We found that, and especially an increasing lateral when investigated would yield such unpleasant discoveries such as cracked masts. Now the rule is, - never fly with an increasing lateral. We have since found that blades on A/C which are difficult to track and inconsistent in the vertical plane also is reason to ground the aircraft. No doubt the catastrophic blade failure near Warragamba dam accident will refresh your memory there.

In our case we had studied the over speed engine and airframe check procedures and figured prior to this event that we were on safe ground. My event made us believe that we weren’t. In fact we figured later also that most of the power required to spin up to 3400 was used in doing just that, leaving little for the use of lifting. I even managed to prove that with the difference between 3300 and the red line of 3200. We were on the way to finding the most efficient blade RPM/engine power combination. It was not just a limitation imposed for the health of the engine. That is why we now teach as I stated before, to hold it at the red line and only load it to Max AUW as any a/c with an engine operating in specs will lift vertically its own Max AUW up to its hover OGE ceiling in free air, I.E. not close to trees .

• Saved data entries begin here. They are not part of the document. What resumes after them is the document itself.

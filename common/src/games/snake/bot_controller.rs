use std::collections::{HashMap, HashSet, VecDeque};

use super::entity::Snake;
use super::grid::Grid;
use super::types::{Direction, Point};

const CENTER_WEIGHT: f64 = 0.1;

pub struct BotController;

impl BotController {
    /// Next move for `agent` towards `food`. `board` lists every snake on the
    /// field, the agent included. `None` means no safe move exists.
    pub fn calculate_move(
        agent: &Snake,
        board: &[&Snake],
        food: Point,
        grid: &Grid,
    ) -> Option<Direction> {
        Self::shortest_path_step(agent, board, food, grid)
            .or_else(|| Self::greedy_move(agent, board, food, grid))
    }

    /// First step of a breadth-first shortest path from the head to the food.
    pub fn shortest_path_step(
        agent: &Snake,
        board: &[&Snake],
        food: Point,
        grid: &Grid,
    ) -> Option<Direction> {
        let blocked = Self::blocked_cells(agent, board);
        let start = agent.head();

        let mut parent: HashMap<Point, Point> = HashMap::new();
        let mut visited: HashSet<Point> = HashSet::from([start]);
        let mut queue = VecDeque::from([start]);

        let mut goal_found = false;
        'search: while let Some(current) = queue.pop_front() {
            for direction in Direction::ALL {
                let next = current.step(direction);
                if !grid.in_bounds(next) || visited.contains(&next) {
                    continue;
                }
                // The food cell is always enterable, even when it sits under a body.
                if next == food {
                    parent.insert(next, current);
                    goal_found = true;
                    break 'search;
                }
                if blocked.contains(&next) {
                    continue;
                }
                visited.insert(next);
                parent.insert(next, current);
                queue.push_back(next);
            }
        }

        if !goal_found {
            return None;
        }

        let mut step = food;
        while let Some(&previous) = parent.get(&step) {
            if previous == start {
                let (dx, dy) = (step.x - start.x, step.y - start.y);
                return Direction::from_delta(dx, dy);
            }
            step = previous;
        }
        None
    }

    /// One-step fallback: the safe neighbour closest to the food, nudged towards the centre.
    pub fn greedy_move(
        agent: &Snake,
        board: &[&Snake],
        food: Point,
        grid: &Grid,
    ) -> Option<Direction> {
        let head = agent.head();
        let center = grid.center();

        let mut best: Option<(Direction, f64)> = None;
        for direction in Direction::ALL {
            let next = head.step(direction);
            if !Self::is_safe_position(next, board, grid) {
                continue;
            }

            let distance = f64::from(next.manhattan(food));
            let center_distance =
                (f64::from(next.x) - center).abs() + (f64::from(next.y) - center).abs();
            let score = -distance - center_distance * CENTER_WEIGHT;

            if best.is_none_or(|(_, best_score)| score > best_score) {
                best = Some((direction, score));
            }
        }

        best.map(|(direction, _)| direction)
    }

    fn is_safe_position(pos: Point, board: &[&Snake], grid: &Grid) -> bool {
        grid.in_bounds(pos) && !board.iter().any(|snake| snake.occupies(pos))
    }

    fn blocked_cells(agent: &Snake, board: &[&Snake]) -> HashSet<Point> {
        board
            .iter()
            .flat_map(|snake| snake.segments())
            .chain(agent.tail_segments())
            .copied()
            .collect()
    }
}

Think about it, that is always a revelation to newbies straight from flight school, and many others and can be easily demonstrated.

If that is the case why on earth did the oz army adopt the cowboy attitude of fragrantly breaching CAR138 with their precious recommendation of exceeding the allowable RPM?

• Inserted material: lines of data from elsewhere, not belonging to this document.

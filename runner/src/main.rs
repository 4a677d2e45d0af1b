mod config;
mod input;
mod renderer;

use std::sync::Arc;
use std::time::Duration;

use clap::Parser;
use common::games::SessionRng;
use common::logger::{self, LogLevel};
use common::{
    FileHighScoreStore, GameMode, GameSession, HighScoreStore, SessionCommand, SnakeSession, log,
    log_warn,
};
use tokio::io::{AsyncBufReadExt, BufReader};
use tokio::sync::mpsc;
use tokio_stream::StreamExt;
use tokio_stream::wrappers::LinesStream;

use config::get_config_manager;
use renderer::TerminalBroadcaster;

const RUNTIME_SHUTDOWN_TIMEOUT: Duration = Duration::from_millis(200);

#[derive(Parser)]
#[command(name = "snake_arcade", about = "Grid snake arcade with a pathfinding AI opponent")]
struct Args {
    /// YAML config file. Defaults to snake_arcade_config.yaml next to the executable.
    #[arg(long)]
    config: Option<String>,

    /// human, ai or vs. Overrides the configured default.
    #[arg(long)]
    mode: Option<GameMode>,

    /// Seed for food and power-up placement.
    #[arg(long)]
    seed: Option<u64>,

    /// Start a round immediately instead of waiting for input.
    #[arg(long)]
    autostart: bool,

    #[arg(long)]
    no_render: bool,

    #[arg(long)]
    use_log_prefix: bool,

    #[arg(long)]
    debug: bool,
}

fn main() -> Result<(), Box<dyn std::error::Error>> {
    let args = Args::parse();

    let prefix = if args.use_log_prefix {
        Some("SnakeArcade".to_string())
    } else {
        None
    };
    let min_level = if args.debug {
        LogLevel::Debug
    } else {
        LogLevel::Info
    };
    logger::init_logger(prefix, min_level);

    let runtime = tokio::runtime::Runtime::new()?;
    let result = runtime.block_on(run(args));
    // Stdin is read on a blocking thread that never returns on its own.
    runtime.shutdown_timeout(RUNTIME_SHUTDOWN_TIMEOUT);
    result
}

async fn run(args: Args) -> Result<(), Box<dyn std::error::Error>> {
    let config = get_config_manager(args.config.as_deref()).get_config()?;
    let mode = args.mode.unwrap_or(config.default_mode);

    let store = Arc::new(FileHighScoreStore::new(&config.high_score_file));
    let high_score = match store.load() {
        Ok(value) => value,
        Err(e) => {
            log_warn!("Could not load high score, starting from 0: {}", e);
            0
        }
    };

    let rng = args.seed.map(SessionRng::new).unwrap_or_else(SessionRng::from_random);
    let seed = rng.seed();
    let game = GameSession::new(config.game, mode, rng, high_score)?;
    log!(
        "Snake arcade ready: {}x{} tiles, mode {}, high score {}, seed {}",
        game.grid().tile_count(),
        game.grid().tile_count(),
        mode,
        high_score,
        seed
    );

    let mut display = config.display.clone();
    if args.no_render {
        display.render = false;
    }
    let broadcaster = TerminalBroadcaster::new(display);

    let (command_tx, command_rx) = mpsc::unbounded_channel();
    let session = tokio::spawn(SnakeSession::run(game, command_rx, broadcaster, store));

    if args.autostart {
        command_tx.send(SessionCommand::Start)?;
    }

    eprintln!("{}", input::HELP);
    tokio::spawn(read_commands(command_tx.clone()));

    let ctrl_c_tx = command_tx.clone();
    tokio::spawn(async move {
        if tokio::signal::ctrl_c().await.is_ok() {
            log!("Shutdown signal received");
            let _ = ctrl_c_tx.send(SessionCommand::Shutdown);
        }
    });
    drop(command_tx);

    let game = session.await?;
    log!("Session closed, high score {}", game.high_score());
    Ok(())
}

/// Forwards parsed stdin lines to the session. End of input quits.
async fn read_commands(commands: mpsc::UnboundedSender<SessionCommand>) {
    let mut lines = LinesStream::new(BufReader::new(tokio::io::stdin()).lines());

    while let Some(line) = lines.next().await {
        let line = match line {
            Ok(line) => line,
            Err(e) => {
                log_warn!("Failed to read input: {}", e);
                break;
            }
        };

        match input::parse_command(&line) {
            Ok(command) => {
                if commands.send(command).is_err() || command == SessionCommand::Shutdown {
                    return;
                }
            }
            Err(e) => eprintln!("{}. {}", e, input::HELP),
        }
    }

    let _ = commands.send(SessionCommand::Shutdown);
}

My referral to the crash comic is about an accident where the it stated that “the accident was caused by T/R failure”, when in fact both of the tail rotor blades had been torn off, and one of them flung at least 150 feet through light brush when they had contacted the ground. You would have to admit there is a major problem with that abhorrently fragrant “trial by media” supposition. Particularly, as the accident is still awaiting the pleasure of the coroners’ attention, for seven years now. It sounds to me that you are close to the ATSB action, perhaps if you’d like me to PM you the accident report number and you might look into it.

The beauty of these forums is that we can pass on gems to newbies.
They have been lucky to pick up a few from this one all of which relate to a single regulation, (CAR 138) that I’ll bet most have never been introduced to.